Life is amazing. There’s no reason to worry. The universe unfolds as it should. Relax and just go with it. You can’t change the future — it hasn’t happened yet. Just make the best decisions you can today and enjoy the moment. Don’t get caught up trying to see all the “must-sees.” There’s nothing wrong with spending a day playing games, reading a book, or lounging by the pool.
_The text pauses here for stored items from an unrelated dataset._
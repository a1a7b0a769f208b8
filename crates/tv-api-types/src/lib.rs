use serde::{Deserialize, Serialize};
use std::fmt;
use std::str::FromStr;

pub const ADDRESS_LEN: usize = 32;

#[derive(Debug, Clone, PartialEq, Eq, thiserror::Error)]
pub enum AddressError {
    #[error("address is not valid base58: {0}")]
    Encoding(String),
    #[error("address must be 32 bytes, got {0}")]
    Length(usize),
}

/// 32-byte ed25519 public key, displayed in base58.
#[derive(Clone, Copy, PartialEq, Eq, Hash, PartialOrd, Ord, Default, Serialize, Deserialize)]
#[serde(try_from = "String", into = "String")]
pub struct Address(pub [u8; ADDRESS_LEN]);

impl Address {
    pub const fn new(bytes: [u8; ADDRESS_LEN]) -> Self {
        Self(bytes)
    }

    pub fn from_slice(bytes: &[u8]) -> Result<Self, AddressError> {
        let array: [u8; ADDRESS_LEN] = bytes
            .try_into()
            .map_err(|_| AddressError::Length(bytes.len()))?;
        Ok(Self(array))
    }

    pub fn as_bytes(&self) -> &[u8; ADDRESS_LEN] {
        &self.0
    }
}

impl fmt::Display for Address {
    fn fmt(&self, f: &mut fmt::Formatter<'_>) -> fmt::Result {
        f.write_str(&bs58::encode(self.0).into_string())
    }
}

impl fmt::Debug for Address {
    fn fmt(&self, f: &mut fmt::Formatter<'_>) -> fmt::Result {
        write!(f, "Address({self})")
    }
}

impl FromStr for Address {
    type Err = AddressError;

    fn from_str(s: &str) -> Result<Self, Self::Err> {
        let bytes = bs58::decode(s.trim())
            .into_vec()
            .map_err(|e| AddressError::Encoding(e.to_string()))?;
        Self::from_slice(&bytes)
    }
}

impl TryFrom<String> for Address {
    type Error = AddressError;

    fn try_from(value: String) -> Result<Self, Self::Error> {
        value.parse()
    }
}

impl From<Address> for String {
    fn from(value: Address) -> Self {
        value.to_string()
    }
}

/// One submitted link and the wallet that submitted it.
#[derive(Debug, Clone, Serialize, Deserialize, PartialEq, Eq)]
pub struct Entry {
    pub link: String,
    pub submitter: Address,
}

/// Base58 transaction signature as returned by `sendTransaction`.
#[derive(Debug, Clone, Serialize, Deserialize, PartialEq, Eq)]
pub struct TxSignature(pub String);

impl fmt::Display for TxSignature {
    fn fmt(&self, f: &mut fmt::Formatter<'_>) -> fmt::Result {
        f.write_str(&self.0)
    }
}

#[derive(Debug, Clone, Copy, Serialize, Deserialize, PartialEq, Eq, Default)]
#[serde(rename_all = "kebab-case")]
pub enum Cluster {
    #[default]
    Devnet,
    Testnet,
    MainnetBeta,
}

impl Cluster {
    pub fn rpc_url(&self) -> &'static str {
        match self {
            Cluster::Devnet => "https://api.devnet.solana.com",
            Cluster::Testnet => "https://api.testnet.solana.com",
            Cluster::MainnetBeta => "https://api.mainnet-beta.solana.com",
        }
    }

    pub fn name(&self) -> &'static str {
        match self {
            Cluster::Devnet => "devnet",
            Cluster::Testnet => "testnet",
            Cluster::MainnetBeta => "mainnet-beta",
        }
    }
}

#[derive(Debug, Clone, Copy, Serialize, Deserialize, PartialEq, Eq, Default)]
#[serde(rename_all = "snake_case")]
pub enum Commitment {
    #[default]
    Processed,
    Confirmed,
    Finalized,
}

impl Commitment {
    pub fn as_str(&self) -> &'static str {
        match self {
            Commitment::Processed => "processed",
            Commitment::Confirmed => "confirmed",
            Commitment::Finalized => "finalized",
        }
    }

    /// Whether a status reported by `getSignatureStatuses` satisfies this level.
    pub fn is_reached_by(&self, status: &str) -> bool {
        let rank = |s: &str| match s {
            "processed" => 0,
            "confirmed" => 1,
            "finalized" => 2,
            _ => -1,
        };
        rank(status) >= rank(self.as_str())
    }
}

#[cfg(test)]
mod tests {
    use super::*;

    const STORAGE: &str = "8spPVGmwidxe28EYvhzVUB6mJynkV5yWCThdFZvd8ArK";

    #[test]
    fn address_parses_and_displays_base58() {
        let address: Address = STORAGE.parse().expect("valid address");
        assert_eq!(address.to_string(), STORAGE);
        assert_eq!(address.as_bytes()[0], 117);
    }

    #[test]
    fn address_rejects_wrong_length_and_alphabet() {
        assert_eq!("1111".parse::<Address>(), Err(AddressError::Length(4)));
        assert!(matches!(
            "0OIl".parse::<Address>(),
            Err(AddressError::Encoding(_))
        ));
    }

    #[test]
    fn address_serializes_as_string() {
        let address: Address = STORAGE.parse().expect("valid address");
        let json = serde_json::to_string(&address).expect("serialize");
        assert_eq!(json, format!("\"{STORAGE}\""));
        let back: Address = serde_json::from_str(&json).expect("deserialize");
        assert_eq!(back, address);
    }

    #[test]
    fn commitment_ordering() {
        assert!(Commitment::Processed.is_reached_by("confirmed"));
        assert!(Commitment::Confirmed.is_reached_by("finalized"));
        assert!(!Commitment::Finalized.is_reached_by("processed"));
        assert!(!Commitment::Processed.is_reached_by("unknown"));
    }

    #[test]
    fn cluster_names_match_config() {
        let cluster: Cluster = serde_json::from_str("\"devnet\"").expect("cluster");
        assert_eq!(cluster, Cluster::Devnet);
        assert_eq!(cluster.rpc_url(), "https://api.devnet.solana.com");
        let mainnet: Cluster = serde_json::from_str("\"mainnet-beta\"").expect("cluster");
        assert_eq!(mainnet.name(), "mainnet-beta");
    }
}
Learn more languages (seriously).
There’re some great benefits to not knowing the local language — like miming out “chicken” to let the lady know you want eggs for breakfast — but learning languages is fun, very helpful when you travel, and works out great when you meet other travelers. Not only can you eavesdrop on their conversations, but there’s also nothing like surprising people by speaking their language. It brings a smile to everyone’s face.
Wear more sunscreen.
Seriously. Science has proven it helps, and with all that beach time you do when you travel, you could always use a little more. Being tan is great. Having skin cancer is not. SPF up!
People are good.
All over the world, I have encountered amazing people who have not only changed my life but have gone out of their way to help me. It’s taught me that the old saying is true: you can always depend on the kindness of strangers. My friend Greg taught me long ago not to be guarded against strangers. We grow up in this culture of fear in America that is unrealistic. but 99.9999% of the people in the world aren’t murders, rapists, or thieves. There’s no reason to assume someone is one. Sometimes, people are just trying to be friendly.
I’ve learned more about the world and myself in the last five years of travel than I have in the previous 25 years of my life. No matter what happens in the future, I know that I am very blessed to have these last five years, and I’m a better person because of them.